Walking into the building, tucked into a quiet corner of Middle Road, just off Nathan Road, certainly drives home this impression. Guests are spirited away from a gleaming lobby to the reception on the 15th floor, where a panoramic view of Victoria Harbour welcomes weary travellers.
And the Kimpton offers much to entertain them, with 495 rooms, all harbour-facing, some with bedside bathtubs-cum-plunge pools. There are a total of five food and drink outlets, including cafe-lounge Birdsong, all-day restaurant Hillside, the soon-to-open southwestern Chinese bistro led by chef Vicky Lau of Tate Dining Room alongside hospitality group Leading Nation, and a ’grammable rooftop pool bar, Swim Club, on the 50th floor, complete with a Baccarat-adorned speakeasy hidden behind a false vending machine. A Hyrox-affiliated, state-of-the-art gym and a spa by Banyan Tree, to open in 2026, round out this year’s most talked-about hotel opening and the largest property in Kimpton’s global portfolio.

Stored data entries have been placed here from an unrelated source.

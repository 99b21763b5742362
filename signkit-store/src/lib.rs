//! Key-value store collaborators for signkit.
//!
//! A profile persists itself as a handful of string records. This crate
//! defines the [`KeyValueStore`] interface it writes through, plus two
//! implementations:
//!
//! - [`MemoryStore`]: a `HashMap` behind an `RwLock`, for tests and
//!   short-lived processes.
//! - [`FileStore`]: a single JSON document on disk, replaced atomically.

pub mod error;
pub mod file;
pub mod memory;

pub use error::{StorageError, StorageResult};
pub use file::FileStore;
pub use memory::MemoryStore;

/// String-keyed record store used to persist profiles.
///
/// Implementations must be safe to share across threads. Every method after
/// [`close`](KeyValueStore::close) returns [`StorageError::Closed`].
pub trait KeyValueStore: Send + Sync {
    /// Reads the value stored under `key`, if present.
    ///
    /// # Errors
    ///
    /// Returns an error if the backend read fails or the store is closed.
    fn get(&self, key: &str) -> StorageResult<Option<String>>;

    /// Stores `value` under `key`, overwriting any previous value.
    ///
    /// # Errors
    ///
    /// Returns an error if the backend write fails or the store is closed.
    fn put(&self, key: &str, value: &str) -> StorageResult<()>;

    /// Removes `key`. Removing a missing key is not an error.
    ///
    /// # Errors
    ///
    /// Returns an error if the backend write fails or the store is closed.
    fn delete(&self, key: &str) -> StorageResult<()>;

    /// Removes every record.
    ///
    /// # Errors
    ///
    /// Returns an error if the backend write fails or the store is closed.
    fn clear(&self) -> StorageResult<()>;

    /// Releases the backend. Further calls fail with [`StorageError::Closed`].
    ///
    /// # Errors
    ///
    /// Returns an error if pending data cannot be flushed.
    fn close(&self) -> StorageResult<()>;

    /// Replaces the whole store content with `records`.
    ///
    /// The default implementation clears and then writes record by record.
    /// A crash between those steps leaves an empty or partially written
    /// store; callers must treat that as "nothing stored". Backends that can
    /// swap their content in one step override this.
    ///
    /// # Errors
    ///
    /// Returns the first error raised by `clear` or `put`.
    fn replace_all(&self, records: &[(&str, &str)]) -> StorageResult<()> {
        self.clear()?;
        for (key, value) in records {
            self.put(key, value)?;
        }
        Ok(())
    }
}
//! Error types for key-value store backends.

use thiserror::Error;

/// Result type for storage operations.
pub type StorageResult<T> = Result<T, StorageError>;

/// Errors raised by key-value store backends.
#[derive(Debug, Error)]
pub enum StorageError {
    /// Filesystem failure, with the operation that failed.
    #[error("io error while {context}: {source}")]
    Io {
        /// What the store was doing.
        context: String,
        /// The underlying I/O error.
        #[source]
        source: std::io::Error,
    },

    /// The persisted document could not be encoded or decoded.
    #[error("serialization error: {0}")]
    Serialization(String),

    /// The store was closed and can no longer be used.
    #[error("store is closed")]
    Closed,

    /// Backend-specific failure reported by a foreign implementation.
    #[error("storage backend error: {0}")]
    Backend(String),
}

impl StorageError {
    pub(crate) fn io(context: impl Into<String>, source: std::io::Error) -> Self {
        Self::Io {
            context: context.into(),
            source,
        }
    }
}
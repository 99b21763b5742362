//! File-backed key-value store.
//!
//! All records live in one JSON object at the configured path. Every write
//! produces a complete new document in a sibling temp file, flushes it, and
//! renames it over the old one, so readers only ever see a whole document.
//! Writers inside one process are serialized by a mutex; sharing a path
//! between processes is not supported.

use std::collections::BTreeMap;
use std::fs::{self, File, OpenOptions};
use std::io::{ErrorKind, Write};
use std::path::{Path, PathBuf};
use std::sync::{Mutex, MutexGuard};

use crate::{KeyValueStore, StorageError, StorageResult};

type Records = BTreeMap<String, String>;

/// Key-value store persisted as a single JSON document.
#[derive(Debug)]
pub struct FileStore {
    path: PathBuf,
    /// `true` once closed. Held for the duration of every operation.
    closed: Mutex<bool>,
}

impl FileStore {
    /// Opens the store at `path`, creating parent directories as needed.
    ///
    /// The file itself is created lazily on the first write.
    ///
    /// # Errors
    ///
    /// Returns an error if the parent directory cannot be created or an
    /// existing file is not a valid store document.
    pub fn open(path: impl AsRef<Path>) -> StorageResult<Self> {
        let path = path.as_ref().to_path_buf();
        if let Some(parent) = path.parent() {
            if !parent.as_os_str().is_empty() {
                fs::create_dir_all(parent)
                    .map_err(|err| StorageError::io("creating store directory", err))?;
            }
        }
        // Fail early on a corrupt document rather than on first use.
        read_records(&path)?;
        log::debug!("opened file store at {}", path.display());
        Ok(Self {
            path,
            closed: Mutex::new(false),
        })
    }

    /// Returns the path of the backing document.
    #[must_use]
    pub fn path(&self) -> &Path {
        &self.path
    }

    fn guard(&self) -> StorageResult<MutexGuard<'_, bool>> {
        let guard = self
            .closed
            .lock()
            .map_err(|_| StorageError::Backend("file store lock poisoned".to_string()))?;
        if *guard {
            return Err(StorageError::Closed);
        }
        Ok(guard)
    }

    fn update(&self, f: impl FnOnce(&mut Records)) -> StorageResult<()> {
        let _guard = self.guard()?;
        let mut records = read_records(&self.path)?;
        f(&mut records);
        write_records(&self.path, &records)
    }
}

impl KeyValueStore for FileStore {
    fn get(&self, key: &str) -> StorageResult<Option<String>> {
        let _guard = self.guard()?;
        Ok(read_records(&self.path)?.remove(key))
    }

    fn put(&self, key: &str, value: &str) -> StorageResult<()> {
        self.update(|records| {
            records.insert(key.to_string(), value.to_string());
        })
    }

    fn delete(&self, key: &str) -> StorageResult<()> {
        self.update(|records| {
            records.remove(key);
        })
    }

    fn clear(&self) -> StorageResult<()> {
        let _guard = self.guard()?;
        write_records(&self.path, &Records::new())
    }

    fn close(&self) -> StorageResult<()> {
        let mut guard = self
            .closed
            .lock()
            .map_err(|_| StorageError::Backend("file store lock poisoned".to_string()))?;
        *guard = true;
        Ok(())
    }

    fn replace_all(&self, records: &[(&str, &str)]) -> StorageResult<()> {
        let _guard = self.guard()?;
        let records: Records = records
            .iter()
            .map(|(key, value)| ((*key).to_string(), (*value).to_string()))
            .collect();
        write_records(&self.path, &records)
    }
}

fn read_records(path: &Path) -> StorageResult<Records> {
    match fs::read(path) {
        Ok(bytes) => serde_json::from_slice(&bytes)
            .map_err(|err| StorageError::Serialization(err.to_string())),
        Err(err) if err.kind() == ErrorKind::NotFound => Ok(Records::new()),
        Err(err) => Err(StorageError::io("reading store document", err)),
    }
}

fn write_records(path: &Path, records: &Records) -> StorageResult<()> {
    let bytes = serde_json::to_vec_pretty(records)
        .map_err(|err| StorageError::Serialization(err.to_string()))?;

    let tmp_path = temp_path(path);
    let mut file =
        create_private(&tmp_path).map_err(|err| StorageError::io("creating temp file", err))?;
    let written = file
        .write_all(&bytes)
        .map_err(|err| StorageError::io("writing temp file", err))
        .and_then(|()| {
            file.sync_all()
                .map_err(|err| StorageError::io("syncing temp file", err))
        });
    drop(file);

    let result = written.and_then(|()| {
        fs::rename(&tmp_path, path)
            .map_err(|err| StorageError::io("replacing store document", err))
    });
    if result.is_err() {
        let _ = fs::remove_file(&tmp_path);
    }
    result
}

/// Creates (or truncates) `path`, readable by the owner only on unix.
fn create_private(path: &Path) -> std::io::Result<File> {
    let mut options = OpenOptions::new();
    options.write(true).create(true).truncate(true);
    #[cfg(unix)]
    {
        use std::os::unix::fs::OpenOptionsExt;
        options.mode(0o600);
    }
    let file = options.open(path)?;
    // `mode` only applies on creation; a stale temp file keeps its bits.
    #[cfg(unix)]
    {
        use std::os::unix::fs::PermissionsExt;
        file.set_permissions(fs::Permissions::from_mode(0o600))?;
    }
    Ok(file)
}

fn temp_path(path: &Path) -> PathBuf {
    let mut name = path
        .file_name()
        .map(std::ffi::OsStr::to_os_string)
        .unwrap_or_default();
    name.push(".tmp");
    path.with_file_name(name)
}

“We try to provide a want-for-nothing experience by anticipating guests’ needs and finding out what they are here in town for,” says the hotel group’s veteran general manager Mike Robinson, who has worked at 10 Kimpton properties from Washington to Amsterdam over the past 18 years. “We have a tagline: ‘Ridiculously personal experiences’.” What that looks like in practice, he says, is building “heartfelt connections” between staff for a kind of internal culture that radiates outward.